El amor a los perros, como todos sus amores, parecen comenzados —o terminados— por los efectos de la narración teatral, literaria o cinematográfica. Él habla de las conjunciones, pero toda su vida es una unión accidental de elementos que ejemplifica aquello de que toda causa tiene un efecto, pero que a veces se vuelve una ensalada hermosa que hace pensar en las posibilidades del destino innegable. Pasó con el cine, con su amor persistente, su pasión casi novelesca que lo hizo dedicarse en cuerpo y alma al arte, dejando atrás hasta al colegio mismo. Después pasó con la forma en que comenzó a amar desmedidamente a los perros: aquel día en que su primera perrita se escapó de la casa, tras el sonido del timbre y la apertura de la puerta, y fue arrollada por un carro. Y pasó con su abuela, con otro de sus amores, a quien Román solía llamar “Mamaíta” por considerarla su otra mamá.
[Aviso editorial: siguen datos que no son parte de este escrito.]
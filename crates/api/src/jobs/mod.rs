//! Background job scheduler and job implementations.

mod otp_sweep;
mod pool_metrics;
mod rate_limit_sweep;
mod scheduler;

pub use otp_sweep::OtpSweepJob;
pub use pool_metrics::{PoolMetricsJob, POOL_METRICS_INTERVAL_SECS};
pub use rate_limit_sweep::{RateLimitSweepJob, RATE_LIMIT_SWEEP_INTERVAL_SECS};
pub use scheduler::{Job, JobFrequency, JobScheduler};
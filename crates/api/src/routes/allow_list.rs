//! Allow-list administration: the student, teacher and admin directories.

use axum::{
    extract::{Path, State},
    http::StatusCode,
    Json,
};
use domain::models::allow_list::{CreateAllowListEntryRequest, UpdateAllowListEntryRequest};
use domain::models::{AllowListEntry, Role};
use domain::stores::StoreError;
use shared::identifiers::normalize_external_id;
use tracing::info;
use validator::Validate;

use crate::app::AppState;
use crate::error::ApiError;
use crate::extractors::ApiJson;
use crate::response::{DataResponse, ListResponse, MessageResponse};

fn parse_role(list: &str) -> Result<Role, ApiError> {
    Role::from_list_name(list).ok_or_else(|| {
        ApiError::Validation(format!(
            "Unknown allow-list '{}', expected students, teachers or admins",
            list
        ))
    })
}

fn parse_external_id(raw: &str) -> Result<String, ApiError> {
    normalize_external_id(raw)
        .ok_or_else(|| ApiError::Validation("External ID is required".to_string()))
}

/// GET /api/allow-list/:role
pub async fn list_entries(
    State(state): State<AppState>,
    Path(list): Path<String>,
) -> Result<Json<ListResponse<AllowListEntry>>, ApiError> {
    let role = parse_role(&list)?;
    let entries = state.stores.directory.list_entries(role).await?;
    Ok(Json(ListResponse::new(entries)))
}

/// POST /api/allow-list/:role
///
/// Admin entries created here have no secret; run `provision-admin` to set one.
pub async fn create_entry(
    State(state): State<AppState>,
    Path(list): Path<String>,
    ApiJson(request): ApiJson<CreateAllowListEntryRequest>,
) -> Result<(StatusCode, Json<DataResponse<AllowListEntry>>), ApiError> {
    let role = parse_role(&list)?;
    request.validate()?;
    let external_id = parse_external_id(&request.external_id)?;

    if state.roles.classify(&external_id) != Some(role) {
        return Err(ApiError::Validation(format!(
            "ID {} does not match the {} ID format",
            external_id,
            role.as_str()
        )));
    }

    let entry = state
        .stores
        .directory
        .create_entry(role, &external_id, request.email.trim())
        .await
        .map_err(|e| match e {
            StoreError::Duplicate(_) => {
                ApiError::Conflict(format!("{} is already on the {} list", external_id, list))
            }
            other => other.into(),
        })?;

    info!(external_id = %entry.external_id, role = role.as_str(), "Allow-list entry created");

    Ok((StatusCode::CREATED, Json(DataResponse::new(entry))))
}

/// PUT /api/allow-list/:role/:external_id
///
/// Only the email can change.
pub async fn update_entry(
    State(state): State<AppState>,
    Path((list, raw_id)): Path<(String, String)>,
    ApiJson(request): ApiJson<UpdateAllowListEntryRequest>,
) -> Result<Json<DataResponse<AllowListEntry>>, ApiError> {
    let role = parse_role(&list)?;
    let external_id = parse_external_id(&raw_id)?;
    request.validate()?;

    let entry = state
        .stores
        .directory
        .update_email(role, &external_id, request.email.trim())
        .await?
        .ok_or_else(|| ApiError::NotFound(format!("{} ID not found in records", role.label())))?;

    info!(external_id = %entry.external_id, role = role.as_str(), "Allow-list email updated");

    Ok(Json(DataResponse::new(entry)))
}

/// DELETE /api/allow-list/:role/:external_id
pub async fn delete_entry(
    State(state): State<AppState>,
    Path((list, raw_id)): Path<(String, String)>,
) -> Result<Json<MessageResponse>, ApiError> {
    let role = parse_role(&list)?;
    let external_id = parse_external_id(&raw_id)?;

    if !state
        .stores
        .directory
        .delete_entry(role, &external_id)
        .await?
    {
        return Err(ApiError::NotFound(format!(
            "{} ID not found in records",
            role.label()
        )));
    }

    info!(external_id = %external_id, role = role.as_str(), "Allow-list entry deleted");

    Ok(Json(MessageResponse::new("Allow-list entry deleted")))
}

#[cfg(test)]
mod tests {
    use super::*;

    #[test]
    fn test_parse_role() {
        assert_eq!(parse_role("students").unwrap(), Role::Student);
        assert_eq!(parse_role("admins").unwrap(), Role::Admin);
        assert!(matches!(parse_role("staff"), Err(ApiError::Validation(_))));
    }

    #[test]
    fn test_parse_external_id_normalizes() {
        assert_eq!(parse_external_id(" sfa001 ").unwrap(), "SFA001");
        assert!(parse_external_id("  ").is_err());
    }
}
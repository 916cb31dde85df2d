//! Report entity (database row mapping).

use chrono::{DateTime, Utc};
use sqlx::FromRow;
use uuid::Uuid;

#[derive(Debug, Clone, FromRow)]
pub struct ReportEntity {
    pub id: Uuid,
    pub event_id: Option<Uuid>,
    pub title: String,
    pub summary: String,
    pub submitted_by: Option<String>,
    pub created_at: DateTime<Utc>,
    pub updated_at: DateTime<Utc>,
}

impl From<ReportEntity> for domain::models::Report {
    fn from(entity: ReportEntity) -> Self {
        Self {
            id: entity.id,
            event_id: entity.event_id,
            title: entity.title,
            summary: entity.summary,
            submitted_by: entity.submitted_by,
            created_at: entity.created_at,
            updated_at: entity.updated_at,
        }
    }
}
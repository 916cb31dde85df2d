//! Notification entity (database row mapping).

use chrono::{DateTime, Utc};
use domain::models::Audience;
use sqlx::FromRow;
use uuid::Uuid;

#[derive(Debug, Clone, FromRow)]
pub struct NotificationEntity {
    pub id: Uuid,
    pub title: String,
    pub message: String,
    pub audience: String,
    pub event_id: Option<Uuid>,
    pub created_at: DateTime<Utc>,
}

impl From<NotificationEntity> for domain::models::Notification {
    fn from(entity: NotificationEntity) -> Self {
        Self {
            id: entity.id,
            title: entity.title,
            message: entity.message,
            audience: Audience::from_str(&entity.audience).unwrap_or_default(),
            event_id: entity.event_id,
            created_at: entity.created_at,
        }
    }
}
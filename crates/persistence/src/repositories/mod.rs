//! Repository implementations for database operations.

pub mod allow_list;
pub mod attendance;
pub mod event;
pub mod event_result;
pub mod notification;
pub mod program;
pub mod rating;
pub mod registration;
pub mod report;
pub mod user;

pub use allow_list::AllowListRepository;
pub use attendance::AttendanceRepository;
pub use event::EventRepository;
pub use event_result::EventResultRepository;
pub use notification::NotificationRepository;
pub use program::ProgramRepository;
pub use rating::RatingRepository;
pub use registration::RegistrationRepository;
pub use report::ReportRepository;
pub use user::UserRepository;
//! Integration tests for the identity flows: verify-id, OTP, signup and login.
//!
//! Run with: cargo test --test auth_integration

mod common;

use axum::http::{Method, StatusCode};
use campus_events_api::app::Stores;
use common::{
    create_in_memory_app, create_test_app, get_request, json_request, parse_response_body,
    test_config,
};
use serde_json::{json, Value};
use tower::ServiceExt;

async fn send(app: &axum::Router, request: axum::http::Request<axum::body::Body>) -> (StatusCode, Value) {
    let response = app.clone().oneshot(request).await.unwrap();
    let status = response.status();
    (status, parse_response_body(response).await)
}

async fn allow_list(app: &axum::Router, list: &str, external_id: &str, email: &str) {
    let (status, _) = send(
        app,
        json_request(
            Method::POST,
            &format!("/api/allow-list/{}", list),
            json!({ "externalId": external_id, "email": email }),
        ),
    )
    .await;
    assert_eq!(status, StatusCode::CREATED);
}

async fn sign_up(app: &axum::Router, external_id: &str, secret: &str) -> (StatusCode, Value) {
    send(
        app,
        json_request(
            Method::POST,
            "/register",
            json!({
                "externalId": external_id,
                "secret": secret,
                "name": "Asha Rao",
                "department": "CSE",
                "yearOfStudy": 2
            }),
        ),
    )
    .await
}

// ============================================================================
// End-to-end
// ============================================================================

#[tokio::test]
async fn test_student_allow_list_to_login() {
    let (app, _) = create_in_memory_app();

    allow_list(&app, "students", "SFA001", "a@x.com").await;

    let (status, body) = send(
        &app,
        json_request(Method::POST, "/verify-id", json!({ "externalId": "sfa001" })),
    )
    .await;
    assert_eq!(status, StatusCode::OK);
    assert_eq!(body["status"], "allowed");
    assert_eq!(body["email"], "a@x.com");
    assert_eq!(body["role"], "student");

    let (status, body) = send(
        &app,
        json_request(
            Method::POST,
            "/register",
            json!({
                "externalId": "SFA001",
                "secret": "p@ss",
                "role": "student",
                "name": "Asha Rao"
            }),
        ),
    )
    .await;
    assert_eq!(status, StatusCode::CREATED);
    assert!(body["userId"].is_string());

    let (status, body) = send(
        &app,
        json_request(Method::POST, "/verify-id", json!({ "externalId": "SFA001" })),
    )
    .await;
    assert_eq!(status, StatusCode::OK);
    assert_eq!(body["status"], "registered");

    let (status, body) = send(
        &app,
        json_request(
            Method::POST,
            "/login",
            json!({ "externalId": "SFA001", "secret": "p@ss" }),
        ),
    )
    .await;
    assert_eq!(status, StatusCode::OK);
    assert_eq!(body["user"]["externalId"], "SFA001");
    assert_eq!(body["user"]["role"], "student");
    assert!(body["user"].get("secret").is_none());
    assert!(body["user"].get("secretHash").is_none());
}

// ============================================================================
// verify-id
// ============================================================================

#[tokio::test]
async fn test_verify_id_registered_wins_over_allow_list() {
    let (app, _) = create_in_memory_app();
    allow_list(&app, "teachers", "AED010", "t@x.com").await;
    let (status, _) = sign_up(&app, "AED010", "secret-1").await;
    assert_eq!(status, StatusCode::CREATED);

    // Removing the allow-list entry does not change the outcome.
    let response = app
        .clone()
        .oneshot(
            axum::http::Request::builder()
                .method(Method::DELETE)
                .uri("/api/allow-list/teachers/AED010")
                .body(axum::body::Body::empty())
                .unwrap(),
        )
        .await
        .unwrap();
    assert_eq!(response.status(), StatusCode::OK);

    let (status, body) = send(
        &app,
        json_request(Method::POST, "/verify-id", json!({ "externalId": "aed010" })),
    )
    .await;
    assert_eq!(status, StatusCode::OK);
    assert_eq!(body["status"], "registered");
    assert_eq!(body["role"], "teacher");
}

#[tokio::test]
async fn test_verify_id_absent_known_prefix_is_not_found() {
    let (app, _) = create_in_memory_app();

    for id in ["SFA404", "AED404", "ADMIN404"] {
        let (status, body) = send(
            &app,
            json_request(Method::POST, "/verify-id", json!({ "externalId": id })),
        )
        .await;
        assert_eq!(status, StatusCode::NOT_FOUND, "{}", id);
        assert_eq!(body["success"], false);
    }
}

#[tokio::test]
async fn test_verify_id_unknown_prefix_is_bad_request() {
    let (app, _) = create_in_memory_app();

    let (status, body) = send(
        &app,
        json_request(Method::POST, "/verify-id", json!({ "externalId": "XYZ001" })),
    )
    .await;
    assert_eq!(status, StatusCode::BAD_REQUEST);
    assert_eq!(body["message"], "Invalid ID format");
}

#[tokio::test]
async fn test_verify_id_missing_id_is_bad_request() {
    let (app, _) = create_in_memory_app();

    let (status, _) = send(&app, json_request(Method::POST, "/verify-id", json!({}))).await;
    assert_eq!(status, StatusCode::BAD_REQUEST);
}

#[tokio::test]
async fn test_verify_id_malformed_json_is_bad_request() {
    let (app, _) = create_in_memory_app();

    let request = axum::http::Request::builder()
        .method(Method::POST)
        .uri("/verify-id")
        .header(axum::http::header::CONTENT_TYPE, "application/json")
        .body(axum::body::Body::from("{not json"))
        .unwrap();
    let (status, body) = send(&app, request).await;
    assert_eq!(status, StatusCode::BAD_REQUEST);
    assert_eq!(body["success"], false);
}

// ============================================================================
// OTP
// ============================================================================

#[tokio::test]
async fn test_otp_round_trip_consumes_code() {
    let (app, _) = create_in_memory_app();

    let (status, body) = send(
        &app,
        json_request(Method::POST, "/send-otp", json!({ "externalId": "sfa001" })),
    )
    .await;
    assert_eq!(status, StatusCode::OK);
    assert_eq!(body["expiresInSecs"], 300);
    let code = body["code"].as_str().unwrap().to_string();
    assert_eq!(code.len(), 6);

    let verify = json!({ "externalId": "SFA001", "otp": code });

    let (status, body) = send(&app, json_request(Method::POST, "/verify-otp", verify.clone())).await;
    assert_eq!(status, StatusCode::OK);
    assert_eq!(body["message"], "OTP verified successfully");

    let (status, _) = send(&app, json_request(Method::POST, "/verify-otp", verify)).await;
    assert_eq!(status, StatusCode::NOT_FOUND);
}

#[tokio::test]
async fn test_otp_wrong_code_is_bad_request_and_keeps_code() {
    let (app, _) = create_in_memory_app();

    let (_, body) = send(
        &app,
        json_request(Method::POST, "/send-otp", json!({ "externalId": "SFA002" })),
    )
    .await;
    let code = body["code"].as_str().unwrap().to_string();
    let wrong = if code == "123456" { "654321" } else { "123456" };

    let (status, body) = send(
        &app,
        json_request(
            Method::POST,
            "/verify-otp",
            json!({ "externalId": "SFA002", "code": wrong }),
        ),
    )
    .await;
    assert_eq!(status, StatusCode::BAD_REQUEST);
    assert_eq!(body["message"], "Invalid OTP");

    let (status, _) = send(
        &app,
        json_request(
            Method::POST,
            "/verify-otp",
            json!({ "externalId": "SFA002", "code": code }),
        ),
    )
    .await;
    assert_eq!(status, StatusCode::OK);
}

#[tokio::test]
async fn test_verify_otp_without_request_is_not_found() {
    let (app, _) = create_in_memory_app();

    let (status, _) = send(
        &app,
        json_request(
            Method::POST,
            "/verify-otp",
            json!({ "externalId": "SFA003", "code": "123456" }),
        ),
    )
    .await;
    assert_eq!(status, StatusCode::NOT_FOUND);
}

// ============================================================================
// Signup
// ============================================================================

#[tokio::test]
async fn test_register_requires_allow_list_entry() {
    let (app, _) = create_in_memory_app();

    let (status, _) = sign_up(&app, "SFA100", "p@ss").await;
    assert_eq!(status, StatusCode::NOT_FOUND);
}

#[tokio::test]
async fn test_register_twice_is_conflict() {
    let (app, _) = create_in_memory_app();
    allow_list(&app, "students", "SFA101", "b@x.com").await;

    let (status, _) = sign_up(&app, "SFA101", "p@ss").await;
    assert_eq!(status, StatusCode::CREATED);

    let (status, body) = sign_up(&app, "sfa101", "p@ss").await;
    assert_eq!(status, StatusCode::BAD_REQUEST);
    assert_eq!(body["error"], "conflict");
}

#[tokio::test]
async fn test_register_admin_id_is_rejected() {
    let (app, _) = create_in_memory_app();
    allow_list(&app, "admins", "ADMIN002", "ops@x.com").await;

    let (status, _) = sign_up(&app, "ADMIN002", "p@ss").await;
    assert_eq!(status, StatusCode::BAD_REQUEST);
}

// ============================================================================
// Login
// ============================================================================

#[tokio::test]
async fn test_login_wrong_secret_matches_unknown_user() {
    let (app, _) = create_in_memory_app();
    allow_list(&app, "students", "SFA200", "c@x.com").await;
    let (status, _) = sign_up(&app, "SFA200", "right-secret").await;
    assert_eq!(status, StatusCode::CREATED);

    let (wrong_status, wrong_body) = send(
        &app,
        json_request(
            Method::POST,
            "/login",
            json!({ "externalId": "SFA200", "secret": "wrong-secret" }),
        ),
    )
    .await;
    let (unknown_status, unknown_body) = send(
        &app,
        json_request(
            Method::POST,
            "/login",
            json!({ "externalId": "SFA999", "secret": "wrong-secret" }),
        ),
    )
    .await;

    assert_eq!(wrong_status, StatusCode::UNAUTHORIZED);
    assert_eq!(unknown_status, StatusCode::UNAUTHORIZED);
    assert_eq!(wrong_body, unknown_body);
}

#[tokio::test]
async fn test_login_admin_without_secret_is_unauthorized() {
    let (app, _) = create_in_memory_app();
    allow_list(&app, "admins", "ADMIN001", "admin@x.com").await;

    let (status, _) = send(
        &app,
        json_request(
            Method::POST,
            "/login",
            json!({ "externalId": "ADMIN001", "secret": "anything" }),
        ),
    )
    .await;
    assert_eq!(status, StatusCode::UNAUTHORIZED);
}

// ============================================================================
// Users
// ============================================================================

#[tokio::test]
async fn test_lookup_user_by_external_id() {
    let (app, _) = create_in_memory_app();
    allow_list(&app, "students", "SFA300", "d@x.com").await;
    let (_, body) = sign_up(&app, "SFA300", "p@ss").await;
    let user_id = body["userId"].as_str().unwrap().to_string();

    let (status, body) = send(&app, get_request("/api/users/lookup/sfa300")).await;
    assert_eq!(status, StatusCode::OK);
    assert_eq!(body["externalId"], "SFA300");
    assert_eq!(body["name"], "Asha Rao");
    assert_eq!(body["department"], "CSE");

    let (status, body) = send(&app, get_request(&format!("/api/users/{}", user_id))).await;
    assert_eq!(status, StatusCode::OK);
    assert_eq!(body["data"]["externalId"], "SFA300");

    let (status, _) = send(&app, get_request("/api/users/lookup/SFA301")).await;
    assert_eq!(status, StatusCode::NOT_FOUND);
}

// ============================================================================
// Allow-lists
// ============================================================================

#[tokio::test]
async fn test_allow_list_rejects_mismatched_prefix() {
    let (app, _) = create_in_memory_app();

    let (status, _) = send(
        &app,
        json_request(
            Method::POST,
            "/api/allow-list/teachers",
            json!({ "externalId": "SFA001", "email": "a@x.com" }),
        ),
    )
    .await;
    assert_eq!(status, StatusCode::BAD_REQUEST);
}

#[tokio::test]
async fn test_allow_list_duplicate_and_listing() {
    let (app, _) = create_in_memory_app();
    allow_list(&app, "students", "SFA400", "e@x.com").await;

    let (status, body) = send(
        &app,
        json_request(
            Method::POST,
            "/api/allow-list/students",
            json!({ "externalId": "sfa400", "email": "other@x.com" }),
        ),
    )
    .await;
    assert_eq!(status, StatusCode::BAD_REQUEST);
    assert_eq!(body["error"], "conflict");

    let (status, body) = send(&app, get_request("/api/allow-list/students")).await;
    assert_eq!(status, StatusCode::OK);
    assert_eq!(body["success"], true);
    assert_eq!(body["count"], 1);
    assert_eq!(body["data"][0]["externalId"], "SFA400");
}

#[tokio::test]
async fn test_allow_list_update_missing_entry_is_not_found() {
    let (app, _) = create_in_memory_app();

    let (status, body) = send(
        &app,
        json_request(
            Method::PUT,
            "/api/allow-list/students/SFA500",
            json!({ "email": "f@x.com" }),
        ),
    )
    .await;
    assert_eq!(status, StatusCode::NOT_FOUND);
    assert_eq!(body["message"], "Student ID not found in records");
}

#[tokio::test]
async fn test_responses_carry_request_id() {
    let (app, _) = create_in_memory_app();

    let request = axum::http::Request::builder()
        .method(Method::GET)
        .uri("/api/health/live")
        .header("x-request-id", "trace-abc")
        .body(axum::body::Body::empty())
        .unwrap();
    let response = app.oneshot(request).await.unwrap();
    assert_eq!(response.status(), StatusCode::OK);
    assert_eq!(response.headers()["x-request-id"], "trace-abc");
}

#[tokio::test]
async fn test_auth_rate_limit_ignores_forwarded_for_rotation() {
    let mut config = test_config();
    config.security.auth_rate_limit_per_minute = 2;
    let app = create_test_app(config, Stores::in_memory());

    let mut statuses = Vec::new();
    for i in 0..4 {
        let mut request = json_request(Method::POST, "/verify-id", json!({ "externalId": "XYZ1" }));
        request.headers_mut().insert(
            "x-forwarded-for",
            format!("198.51.100.{}", i).parse().unwrap(),
        );
        let (status, _) = send(&app, request).await;
        statuses.push(status);
    }

    assert_eq!(statuses[0], StatusCode::BAD_REQUEST);
    assert_eq!(statuses[1], StatusCode::BAD_REQUEST);
    assert_eq!(statuses[2], StatusCode::TOO_MANY_REQUESTS);
    assert_eq!(statuses[3], StatusCode::TOO_MANY_REQUESTS);
}
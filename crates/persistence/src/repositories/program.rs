//! Program repository for database operations.

use domain::models::program::{CreateProgramRequest, UpdateProgramRequest};
use domain::models::Program;
use sqlx::PgPool;
use uuid::Uuid;

use crate::entities::ProgramEntity;
use crate::metrics::QueryTimer;

const PROGRAM_COLUMNS: &str =
    "id, name, description, category, coordinator, starts_on, ends_on, created_at, updated_at";

/// Repository for programs (fests and event series).
#[derive(Clone)]
pub struct ProgramRepository {
    pool: PgPool,
}

impl ProgramRepository {
    pub fn new(pool: PgPool) -> Self {
        Self { pool }
    }

    /// List programs, most recent start first.
    pub async fn list(&self) -> Result<Vec<Program>, sqlx::Error> {
        let timer = QueryTimer::new("list_programs");
        let sql = format!(
            "SELECT {} FROM programs ORDER BY starts_on DESC NULLS LAST, created_at DESC",
            PROGRAM_COLUMNS
        );
        let result = sqlx::query_as::<_, ProgramEntity>(&sql)
            .fetch_all(&self.pool)
            .await;
        timer.record();
        Ok(result?.into_iter().map(Into::into).collect())
    }

    pub async fn find_by_id(&self, id: Uuid) -> Result<Option<Program>, sqlx::Error> {
        let timer = QueryTimer::new("find_program_by_id");
        let sql = format!("SELECT {} FROM programs WHERE id = $1", PROGRAM_COLUMNS);
        let result = sqlx::query_as::<_, ProgramEntity>(&sql)
            .bind(id)
            .fetch_optional(&self.pool)
            .await;
        timer.record();
        Ok(result?.map(Into::into))
    }

    pub async fn create(&self, request: &CreateProgramRequest) -> Result<Program, sqlx::Error> {
        let timer = QueryTimer::new("create_program");
        let sql = format!(
            "INSERT INTO programs (name, description, category, coordinator, starts_on, ends_on) \
             VALUES ($1, $2, $3, $4, $5, $6) RETURNING {}",
            PROGRAM_COLUMNS
        );
        let result = sqlx::query_as::<_, ProgramEntity>(&sql)
            .bind(&request.name)
            .bind(&request.description)
            .bind(&request.category)
            .bind(&request.coordinator)
            .bind(request.starts_on)
            .bind(request.ends_on)
            .fetch_one(&self.pool)
            .await;
        timer.record();
        Ok(result?.into())
    }

    /// Apply a partial update. Absent fields keep their stored value.
    pub async fn update(
        &self,
        id: Uuid,
        request: &UpdateProgramRequest,
    ) -> Result<Option<Program>, sqlx::Error> {
        let timer = QueryTimer::new("update_program");
        let sql = format!(
            r#"
            UPDATE programs SET
                name = COALESCE($2, name),
                description = COALESCE($3, description),
                category = COALESCE($4, category),
                coordinator = COALESCE($5, coordinator),
                starts_on = COALESCE($6, starts_on),
                ends_on = COALESCE($7, ends_on),
                updated_at = NOW()
            WHERE id = $1
            RETURNING {}
            "#,
            PROGRAM_COLUMNS
        );
        let result = sqlx::query_as::<_, ProgramEntity>(&sql)
            .bind(id)
            .bind(&request.name)
            .bind(&request.description)
            .bind(&request.category)
            .bind(&request.coordinator)
            .bind(request.starts_on)
            .bind(request.ends_on)
            .fetch_optional(&self.pool)
            .await;
        timer.record();
        Ok(result?.map(Into::into))
    }

    pub async fn delete(&self, id: Uuid) -> Result<bool, sqlx::Error> {
        let timer = QueryTimer::new("delete_program");
        let result = sqlx::query("DELETE FROM programs WHERE id = $1")
            .bind(id)
            .execute(&self.pool)
            .await;
        timer.record();
        Ok(result?.rows_affected() > 0)
    }
}
//! Event result (placings) routes.

use axum::{
    extract::{Path, State},
    http::StatusCode,
    Json,
};
use domain::models::event_result::CreateEventResultRequest;
use domain::models::EventResult;
use persistence::repositories::EventResultRepository;
use shared::identifiers::normalize_optional;
use tracing::info;
use uuid::Uuid;
use validator::Validate;

use crate::app::AppState;
use crate::error::ApiError;
use crate::extractors::ApiJson;
use crate::response::{DataResponse, ListResponse, MessageResponse};

/// POST /api/event-results
///
/// A second result for the same position is rejected with 400.
pub async fn create_result(
    State(state): State<AppState>,
    ApiJson(request): ApiJson<CreateEventResultRequest>,
) -> Result<(StatusCode, Json<DataResponse<EventResult>>), ApiError> {
    request.validate()?;
    let external_id = normalize_optional(request.external_id.as_deref());

    let result = EventResultRepository::new(state.pool.clone())
        .create(&request, external_id)
        .await?;

    info!(
        event_id = %result.event_id,
        position = result.position,
        "Event result recorded"
    );

    Ok((StatusCode::CREATED, Json(DataResponse::new(result))))
}

/// GET /api/event-results/event/:event_id
pub async fn list_event_results(
    State(state): State<AppState>,
    Path(event_id): Path<Uuid>,
) -> Result<Json<ListResponse<EventResult>>, ApiError> {
    let results = EventResultRepository::new(state.pool.clone())
        .list_for_event(event_id)
        .await?;
    Ok(Json(ListResponse::new(results)))
}

/// DELETE /api/event-results/:id
pub async fn delete_result(
    State(state): State<AppState>,
    Path(id): Path<Uuid>,
) -> Result<Json<MessageResponse>, ApiError> {
    if !EventResultRepository::new(state.pool.clone())
        .delete(id)
        .await?
    {
        return Err(ApiError::NotFound("Event result not found".to_string()));
    }

    info!(result_id = %id, "Event result deleted");

    Ok(Json(MessageResponse::new("Event result deleted")))
}
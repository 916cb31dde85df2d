//! HTTP route handlers.

pub mod allow_list;
pub mod attendance;
pub mod auth;
pub mod event_results;
pub mod events;
pub mod health;
pub mod notifications;
pub mod programs;
pub mod ratings;
pub mod registrations;
pub mod reports;
pub mod users;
Cuando se enfermó fue Román mismo, con 11 años, quien se dio a la tarea de acompañarla por las noches. Por varios días estuvo durmiendo en una pequeña cama que guardaba debajo de la cama médica de su abuela. Un día, por razones extrañas, se llevaron la cama del cuarto. Román vio a sus hermanas llorando. Más tarde su abuela lo llamó. “Me voy a morir hoy’’, le dijo. “Se llevaron la cama de tu cuarto’’, continuó. No sé qué habrá dicho Román. No sé qué habrá pensado entonces, con tan poca edad, pero así fue, como una película, como un cuento o como una obra estremecedora que quizás se podría llamar así mismo: “La conjunción”. Dígalo, señor Román.